Problem statement:
Scan the records for the string "network" and copy every line that holds it.

Records from a data collection:
-*-
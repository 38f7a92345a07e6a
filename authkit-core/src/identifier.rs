//! User identifiers and local input validation.

use serde::{Deserialize, Serialize};
use strum::{Display, EnumString};

use crate::error::AuthError;

/// Expected length of a verification code.
pub const VERIFICATION_CODE_LENGTH: usize = 6;

const PHONE_MIN_DIGITS: usize = 2;
const PHONE_MAX_DIGITS: usize = 15;

/// How a user is addressed: by email or by phone number.
#[derive(Debug, Clone, Copy, PartialEq, Eq, Serialize, Deserialize)]
pub enum IdentifierKind {
    /// An email address.
    Email,
    /// A phone number in international form.
    Phone,
}

/// Connection type used by the code-dispatch endpoint.
#[derive(Debug, Clone, Copy, PartialEq, Eq, Display, EnumString)]
#[strum(serialize_all = "lowercase")]
pub enum ConnectionType {
    /// Code delivered by email.
    Email,
    /// Code delivered by SMS.
    Sms,
}

/// A user-supplied identifier plus its classified type.
///
/// The kind drives both the validation rule applied before any network call
/// and the endpoint/parameter selection on the wire.
#[derive(Debug, Clone, PartialEq, Eq, Serialize, Deserialize)]
pub struct Identifier {
    /// The classified identifier type.
    pub kind: IdentifierKind,
    /// The raw identifier value.
    pub value: String,
}

impl Identifier {
    /// Creates an email identifier.
    #[must_use]
    pub fn email(value: impl Into<String>) -> Self {
        Self {
            kind: IdentifierKind::Email,
            value: value.into(),
        }
    }

    /// Creates a phone identifier.
    #[must_use]
    pub fn phone(value: impl Into<String>) -> Self {
        Self {
            kind: IdentifierKind::Phone,
            value: value.into(),
        }
    }

    /// Checks the identifier against its type-specific syntactic rule.
    ///
    /// This is a local check; it is always performed before a network
    /// round-trip is attempted.
    ///
    /// # Errors
    ///
    /// Returns [`AuthError::InvalidEmail`] or [`AuthError::InvalidPhoneNumber`].
    pub fn validate(&self) -> Result<(), AuthError> {
        match self.kind {
            IdentifierKind::Email if is_valid_email(&self.value) => Ok(()),
            IdentifierKind::Email => Err(AuthError::InvalidEmail),
            IdentifierKind::Phone if is_valid_phone(&self.value) => Ok(()),
            IdentifierKind::Phone => Err(AuthError::InvalidPhoneNumber),
        }
    }

    /// The connection type matching this identifier.
    #[must_use]
    pub const fn connection(&self) -> ConnectionType {
        match self.kind {
            IdentifierKind::Email => ConnectionType::Email,
            IdentifierKind::Phone => ConnectionType::Sms,
        }
    }
}

/// Whether `input` is a well-formed email address: exactly one `@`, a
/// restricted atom charset in the local part, and a dot-separated domain
/// with non-empty labels.
#[must_use]
pub fn is_valid_email(input: &str) -> bool {
    let Some((local, domain)) = input.split_once('@') else {
        return false;
    };
    if local.is_empty() || domain.contains('@') {
        return false;
    }
    if !local
        .chars()
        .all(|c| c.is_ascii_alphanumeric() || matches!(c, '.' | '_' | '%' | '+' | '-'))
    {
        return false;
    }
    if !domain.contains('.') {
        return false;
    }
    domain.split('.').all(|label| {
        !label.is_empty()
            && label
                .chars()
                .all(|c| c.is_ascii_alphanumeric() || c == '-')
    })
}

/// Whether `input` is a well-formed phone number: a `+` prefix followed by
/// digits only, within length bounds.
#[must_use]
pub fn is_valid_phone(input: &str) -> bool {
    let Some(digits) = input.strip_prefix('+') else {
        return false;
    };
    (PHONE_MIN_DIGITS..=PHONE_MAX_DIGITS).contains(&digits.len())
        && digits.chars().all(|c| c.is_ascii_digit())
}

/// Whether `input` is a well-formed verification code: exactly six numeric
/// digits.
#[must_use]
pub fn is_valid_verification_code(input: &str) -> bool {
    let code = input.trim();
    code.len() == VERIFICATION_CODE_LENGTH && code.chars().all(|c| c.is_ascii_digit())
}

#[cfg(test)]
mod tests {
    use super::*;
    use test_case::test_case;

    #[test_case("", false; "empty")]
    #[test_case("sdkgmail.com", false; "missing at sign")]
    #[test_case("me@workd@gmail.com", false; "more than one at sign")]
    #[test_case("me_work@gmailcom", false; "missing dot in domain")]
    #[test_case("me.work@gmailcom", false; "dot only before the at sign")]
    #[test_case("mework@gmai.l.com", true; "multiple dots after the at sign")]
    #[test_case("me.work@gmail.com", true; "dot before and after the at sign")]
    #[test_case("mework43@gmail.com", true; "alphanumeric")]
    #[test_case("me_work@gmail.", false; "nothing after the last dot")]
    #[test_case("me_work@.com", false; "nothing before the first domain dot")]
    #[test_case("me#work@gmail.com", false; "hash in local part")]
    #[test_case("me?work@gmail.com", false; "question mark in local part")]
    #[test_case("me&work@gmail.com", false; "ampersand in local part")]
    fn test_email_rule(input: &str, expected: bool) {
        assert_eq!(is_valid_email(input), expected);
    }

    #[test_case("", false; "empty")]
    #[test_case("48398230", false; "prefix identifier missing")]
    #[test_case("+", false; "too short")]
    #[test_case("+7342b23", false; "non digit after prefix")]
    #[test_case("+47523980", true; "correct format")]
    #[test_case("+1234567890123456", false; "too long")]
    fn test_phone_rule(input: &str, expected: bool) {
        assert_eq!(is_valid_phone(input), expected);
    }

    #[test_case("", false; "empty")]
    #[test_case("aaadfc", false; "not a number")]
    #[test_case("a111e1", false; "mixed")]
    #[test_case("01234", false; "too short")]
    #[test_case("0123456", false; "too long")]
    #[test_case("012345", true; "six digits")]
    #[test_case(" 012345 ", true; "six digits padded")]
    fn test_code_rule(input: &str, expected: bool) {
        assert_eq!(is_valid_verification_code(input), expected);
    }

    #[test]
    fn test_validate_maps_to_typed_errors() {
        assert_eq!(
            Identifier::email("not-an-email").validate(),
            Err(AuthError::InvalidEmail)
        );
        assert_eq!(
            Identifier::phone("12345").validate(),
            Err(AuthError::InvalidPhoneNumber)
        );
        assert_eq!(Identifier::email("a@b.com").validate(), Ok(()));
        assert_eq!(Identifier::phone("+4712345678").validate(), Ok(()));
    }

    #[test]
    fn test_connection_type_wire_names() {
        assert_eq!(Identifier::email("a@b.com").connection().to_string(), "email");
        assert_eq!(Identifier::phone("+47").connection().to_string(), "sms");
    }
}
//! In-memory backend for tests and ephemeral sessions.

use std::collections::HashMap;
use std::sync::atomic::{AtomicBool, Ordering};
use std::sync::{Mutex, PoisonError};

use crate::backend::KvBackend;
use crate::error::{StorageError, StorageResult};

/// `HashMap`-backed [`KvBackend`].
///
/// Not durable across process restarts. Writes can be made to fail on demand
/// with [`MemoryBackend::set_fail_writes`], which lets consumers exercise
/// their commit-failure handling.
#[derive(Default)]
pub struct MemoryBackend {
    namespaces: Mutex<HashMap<String, HashMap<String, String>>>,
    fail_writes: AtomicBool,
}

impl MemoryBackend {
    /// Creates an empty backend.
    #[must_use]
    pub fn new() -> Self {
        Self::default()
    }

    /// When set, every subsequent `put` and `remove_namespace` reports a
    /// commit failure without mutating state.
    pub fn set_fail_writes(&self, fail: bool) {
        self.fail_writes.store(fail, Ordering::SeqCst);
    }

    fn lock(&self) -> std::sync::MutexGuard<'_, HashMap<String, HashMap<String, String>>> {
        self.namespaces
            .lock()
            .unwrap_or_else(PoisonError::into_inner)
    }
}

impl KvBackend for MemoryBackend {
    fn get(&self, namespace: &str, key: &str) -> StorageResult<Option<String>> {
        Ok(self
            .lock()
            .get(namespace)
            .and_then(|ns| ns.get(key))
            .cloned())
    }

    fn put(&self, namespace: &str, key: &str, value: Option<&str>) -> StorageResult<()> {
        if self.fail_writes.load(Ordering::SeqCst) {
            return Err(StorageError::CommitFailed {
                key: key.to_string(),
                attempted_value: value.map(ToString::to_string),
            });
        }
        let mut namespaces = self.lock();
        match value {
            Some(value) => {
                namespaces
                    .entry(namespace.to_string())
                    .or_default()
                    .insert(key.to_string(), value.to_string());
            }
            None => {
                if let Some(ns) = namespaces.get_mut(namespace) {
                    ns.remove(key);
                }
            }
        }
        Ok(())
    }

    fn remove_namespace(&self, namespace: &str) -> StorageResult<()> {
        if self.fail_writes.load(Ordering::SeqCst) {
            return Err(StorageError::CommitFailed {
                key: namespace.to_string(),
                attempted_value: None,
            });
        }
        self.lock().remove(namespace);
        Ok(())
    }
}

#[cfg(test)]
mod tests {
    use super::*;

    #[test]
    fn test_put_get_round_trip() {
        let backend = MemoryBackend::new();
        backend.put("prefs", "k", Some("v")).expect("put");
        assert_eq!(backend.get("prefs", "k").expect("get"), Some("v".into()));
        assert!(backend.contains("prefs", "k").expect("contains"));
    }

    #[test]
    fn test_put_none_clears_key() {
        let backend = MemoryBackend::new();
        backend.put("prefs", "k", Some("v")).expect("put");
        backend.put("prefs", "k", None).expect("clear");
        assert_eq!(backend.get("prefs", "k").expect("get"), None);
    }

    #[test]
    fn test_namespaces_are_isolated() {
        let backend = MemoryBackend::new();
        backend.put("a", "k", Some("1")).expect("put");
        backend.put("b", "k", Some("2")).expect("put");
        backend.remove_namespace("a").expect("remove");
        assert_eq!(backend.get("a", "k").expect("get"), None);
        assert_eq!(backend.get("b", "k").expect("get"), Some("2".into()));
    }

    #[test]
    fn test_fail_writes_reports_commit_failure_and_keeps_state() {
        let backend = MemoryBackend::new();
        backend.put("prefs", "k", Some("v")).expect("put");
        backend.set_fail_writes(true);

        let err = backend.put("prefs", "k", Some("other")).unwrap_err();
        match err {
            StorageError::CommitFailed {
                key,
                attempted_value,
            } => {
                assert_eq!(key, "k");
                assert_eq!(attempted_value.as_deref(), Some("other"));
            }
            other => panic!("unexpected error: {other:?}"),
        }

        backend.set_fail_writes(false);
        assert_eq!(backend.get("prefs", "k").expect("get"), Some("v".into()));
    }
}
-*-
Output of the exercise:
/// The kind drives both the validation rule applied before any network call
    /// This is a local check; it is always performed before a network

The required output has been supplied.